───── Data to examine ─────

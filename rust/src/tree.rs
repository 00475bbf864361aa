//! Tree traversal primitives and tree-wide resource iteration.

use crate::models::{Activity, Resource};

/// Visit every activity in pre-order: the node itself, then its children
/// left to right.
pub fn walk<'a, F>(root: &'a Activity, mut visit: F)
where
    F: FnMut(&'a Activity),
{
    fn go<'a, F: FnMut(&'a Activity)>(node: &'a Activity, visit: &mut F) {
        visit(node);
        for child in &node.sub_activities {
            go(child, visit);
        }
    }
    go(root, &mut visit);
}

/// Pre-order traversal with mutable access to each node.
///
/// The callback runs before the node's children are visited, so changes it
/// makes to `sub_activities` affect which children are walked.
pub fn walk_mut<F>(root: &mut Activity, mut visit: F)
where
    F: FnMut(&mut Activity),
{
    fn go<F: FnMut(&mut Activity)>(node: &mut Activity, visit: &mut F) {
        visit(node);
        for child in &mut node.sub_activities {
            go(child, visit);
        }
    }
    go(root, &mut visit);
}

/// Total number of activities in the tree.
pub fn count_activities(root: &Activity) -> usize {
    1 + root
        .sub_activities
        .iter()
        .map(count_activities)
        .sum::<usize>()
}

/// Visit every resource in the tree together with the activity that owns it,
/// activities in pre-order.
pub fn for_each_resource<'a, F>(root: &'a Activity, mut visit: F)
where
    F: FnMut(&'a Activity, &'a dyn Resource),
{
    walk(root, |activity| {
        for resource in activity.resources() {
            visit(activity, resource);
        }
    });
}

#[cfg(test)]
mod tests {
    use super::*;
    use crate::models::{Asset, HumanResource, MaterialResource};

    fn sample_tree() -> Activity {
        Activity::new("1", "root", 1)
            .with_human(HumanResource::new("pm", 60.0, 1.0).unwrap())
            .with_sub_activity(
                Activity::new("2", "left", 2)
                    .with_material(MaterialResource::new("sand", 1.0, 3.0).unwrap())
                    .with_sub_activity(Activity::new("4", "left-leaf", 4)),
            )
            .with_sub_activity(
                Activity::new("3", "right", 3).with_asset(Asset::new("truck", 9.0, 1.0).unwrap()),
            )
    }

    #[test]
    fn test_walk_is_pre_order() {
        let root = sample_tree();
        let mut seen = Vec::new();
        walk(&root, |a| seen.push(a.id.clone()));
        assert_eq!(seen, vec!["1", "2", "4", "3"]);
    }

    #[test]
    fn test_walk_mut_reaches_every_node() {
        let mut root = sample_tree();
        walk_mut(&mut root, |a| a.duration *= 10);
        let mut durations = Vec::new();
        walk(&root, |a| durations.push(a.duration));
        assert_eq!(durations, vec![10, 20, 40, 30]);
    }

    #[test]
    fn test_count_activities() {
        assert_eq!(count_activities(&sample_tree()), 4);
        assert_eq!(count_activities(&Activity::new("x", "solo", 0)), 1);
    }

    #[test]
    fn test_for_each_resource_pairs_owner() {
        let root = sample_tree();
        let mut pairs = Vec::new();
        for_each_resource(&root, |activity, resource| {
            pairs.push((activity.id.clone(), resource.label().to_string()));
        });
        assert_eq!(
            pairs,
            vec![
                ("1".to_string(), "pm".to_string()),
                ("2".to_string(), "sand".to_string()),
                ("3".to_string(), "truck".to_string()),
            ]
        );
    }
}
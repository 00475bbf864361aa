//! Name interning in first-seen order.
//!
//! Aggregations keyed by name (per-supplier demand) keep their rows in a `Vec`
//! indexed by the interned slot, so output order follows traversal order
//! rather than hash order.

use rustc_hash::FxHashMap;

/// Interned name slot.
pub type NameSlot = usize;

#[derive(Debug, Clone, Default)]
pub struct NameInterner {
    to_slot: FxHashMap<String, NameSlot>,
}

impl NameInterner {
    /// Intern a name, returning its slot and whether it was new. Slots are
    /// handed out densely from 0.
    pub fn intern(&mut self, name: &str) -> (NameSlot, bool) {
        if let Some(&slot) = self.to_slot.get(name) {
            return (slot, false);
        }
        let slot = self.to_slot.len();
        self.to_slot.insert(name.to_string(), slot);
        (slot, true)
    }
}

─────

Return the data in full, exactly as it appears above.

filename rust/src/tree.rs
repository 00475bbf864361aa
//! Tree traversal primitives and tree-wide resource iteration.

use crate::models::{Activity, Resource};

/// Visit every activity in pre-order: the node itself, then its children
/// left to right.
pub fn walk<'a, F>(root: &'a Activity, mut visit: F)
where
    F: FnMut(&'a Activity),
{
    fn go<'a, F: FnMut(&'a Activity)>(node: &'a Activity, visit: &mut F) {
        visit(node);
        for child in &node.sub_activities {
            go(child, visit);
        }
    }
    go(root, &mut visit);
}

/// Pre-order traversal with mutable access to each node.
///
/// The callback runs before the node's children are visited, so changes it
/// makes to `sub_activities` affect which children are walked.
pub fn walk_mut<F>(root: &mut Activity, mut visit: F)
where
    F: FnMut(&mut Activity),
{
    fn go<F: FnMut(&mut Activity)>(node: &mut Activity, visit: &mut F) {
        visit(node);
        for child in &mut node.sub_activities {
            go(child, visit);
        }
    }
    go(root, &mut visit);
}

/// Total number of activities in the tree.
pub fn count_activities(root: &Activity) -> usize {
    1 + root
        .sub_activities
        .iter()
        .map(count_activities)
        .sum::<usize>()
}

/// Visit every resource in the tree together with the activity that owns it,
/// activities in pre-order.
pub fn for_each_resource<'a, F>(root: &'a Activity, mut visit: F)
where
    F: FnMut(&'a Activity, &'a dyn Resource),
{
    walk(root, |activity| {
        for resource in activity.resources() {
            visit(activity, resource);
        }
    });
}

#[cfg(test)]
mod tests {
    use super::*;
    use crate::models::{Asset, HumanResource, MaterialResource};

    fn sample_tree() -> Activity {
        Activity::new("1", "root", 1)
            .with_human(HumanResource::new("pm", 60.0, 1.0).unwrap())
            .with_sub_activity(
                Activity::new("2", "left", 2)
                    .with_material(MaterialResource::new("sand", 1.0, 3.0).unwrap())
                    .with_sub_activity(Activity::new("4", "left-leaf", 4)),
            )
            .with_sub_activity(
                Activity::new("3", "right", 3).with_asset(Asset::new("truck", 9.0, 1.0).unwrap()),
            )
    }

    #[test]
    fn test_walk_is_pre_order() {
        let root = sample_tree();
        let mut seen = Vec::new();
        walk(&root, |a| seen.push(a.id.clone()));
        assert_eq!(seen, vec!["1", "2", "4", "3"]);
    }

    #[test]
    fn test_walk_mut_reaches_every_node() {
        let mut root = sample_tree();
        walk_mut(&mut root, |a| a.duration *= 10);
        let mut durations = Vec::new();
        walk(&root, |a| durations.push(a.duration));
        assert_eq!(durations, vec![10, 20, 40, 30]);
    }

    #[test]
    fn test_count_activities() {
        assert_eq!(count_activities(&sample_tree()), 4);
        assert_eq!(count_activities(&Activity::new("x", "solo", 0)), 1);
    }

    #[test]
    fn test_for_each_resource_pairs_owner() {
        let root = sample_tree();
        let mut pairs = Vec::new();
        for_each_resource(&root, |activity, resource| {
            pairs.push((activity.id.clone(), resource.label().to_string()));
        });
        assert_eq!(
            pairs,
            vec![
                ("1".to_string(), "pm".to_string()),
                ("2".to_string(), "sand".to_string()),
                ("3".to_string(), "truck".to_string()),
            ]
        );
    }
}
repository 00475bbf864361aa
//! Name interning in first-seen order.
//!
//! Aggregations keyed by name (per-supplier demand) keep their rows in a `Vec`
//! indexed by the interned slot, so output order follows traversal order
//! rather than hash order.

use rustc_hash::FxHashMap;

/// Interned name slot.
pub type NameSlot = usize;

#[derive(Debug, Clone, Default)]
pub struct NameInterner {
    to_slot: FxHashMap<String, NameSlot>,
}

impl NameInterner {
    /// Intern a name, returning its slot and whether it was new. Slots are
    /// handed out densely from 0.
    pub fn intern(&mut self, name: &str) -> (NameSlot, bool) {
        if let Some(&slot) = self.to_slot.get(name) {
            return (slot, false);
        }
        let slot = self.to_slot.len();
        self.to_slot.insert(name.to_string(), slot);
        (slot, true)
    }
}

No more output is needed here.